This was published 3 years ago
Paris thin to the Kardashian butt, it’s boom time for cosmetic ‘cowboys’
By Wendy Tuohy
When a young woman consulted plastic surgeon Dr Dan Kennedy some years back he witnessed a potentially ugly side effect on self-esteem that a brush with parts of Australia’s booming cosmetic surgery industry can have.
Asked by her what she needed to do to improve her appearance, Kennedy examined her and concluded: nothing. “I thought she was completely fine,” he says, adding: “She was very relieved.”
So relieved, in fact, that she confessed she was an undercover journalist working on a first-person story to explore cosmetic surgery options.

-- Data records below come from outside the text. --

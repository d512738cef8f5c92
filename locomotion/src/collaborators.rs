//! Contracts the controller relies on but does not implement.
//!
//! Collision resolution, step climbing and slope policy live behind [`DisplacementResolver`];
//! floor detection lives behind [`GroundProbe`]. `RapierWorld` implements both against a
//! Rapier scene, and tests use small scripted fakes.

use crate::{
    bitmask_flags::MoverFlags,
    contacts::ContactBuffer,
    types::{CharacterPose, GroundInfo, Vec3},
};

/// Reports whether there is ground beneath the character this frame.
pub trait GroundProbe {
    /// Returns `None` when no ground was found.
    fn detect_ground(&mut self, pose: &CharacterPose) -> Option<GroundInfo>;
}

/// Moves the character through the collision world.
pub trait DisplacementResolver {
    /// Replace the behavior switches used by subsequent moves.
    fn set_flags(&mut self, flags: MoverFlags);

    fn flags(&self) -> MoverFlags;

    /// Steepest slope (degrees from up) still classified as floor.
    fn max_floor_angle_deg(&self) -> f32;

    /// Move `pose` by `displacement`, resolving collisions.
    ///
    /// Implementations must clear `contacts` and then report the contacts made during this
    /// move, in the order they occurred.
    fn move_character(
        &mut self,
        pose: &mut CharacterPose,
        displacement: Vec3,
        contacts: &mut ContactBuffer,
    );
}

impl<T: GroundProbe + ?Sized> GroundProbe for Box<T> {
    fn detect_ground(&mut self, pose: &CharacterPose) -> Option<GroundInfo> {
        (**self).detect_ground(pose)
    }
}

impl<T: DisplacementResolver + ?Sized> DisplacementResolver for Box<T> {
    fn set_flags(&mut self, flags: MoverFlags) {
        (**self).set_flags(flags)
    }

    fn flags(&self) -> MoverFlags {
        (**self).flags()
    }

    fn max_floor_angle_deg(&self) -> f32 {
        (**self).max_floor_angle_deg()
    }

    fn move_character(
        &mut self,
        pose: &mut CharacterPose,
        displacement: Vec3,
        contacts: &mut ContactBuffer,
    ) {
        (**self).move_character(pose, displacement, contacts)
    }
}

The woman told him she had been concerned by what two cosmetic surgeons – medical practitioners who offer operations but lack the 10-12 years’ specialist surgery training – had told her: that she needed larger breasts, liposuction and a nose job.
“She felt they’d say ‘you’re fine, don’t do anything’ and was quite taken aback to be told she needed breast implants, liposuction off her thighs and ‘you need your nose fixed’,” says Dr Kennedy, president of the Australasian Society of Plastic Surgeons.
“She was really surprised about how she felt about it. She said she came away a bit damaged.”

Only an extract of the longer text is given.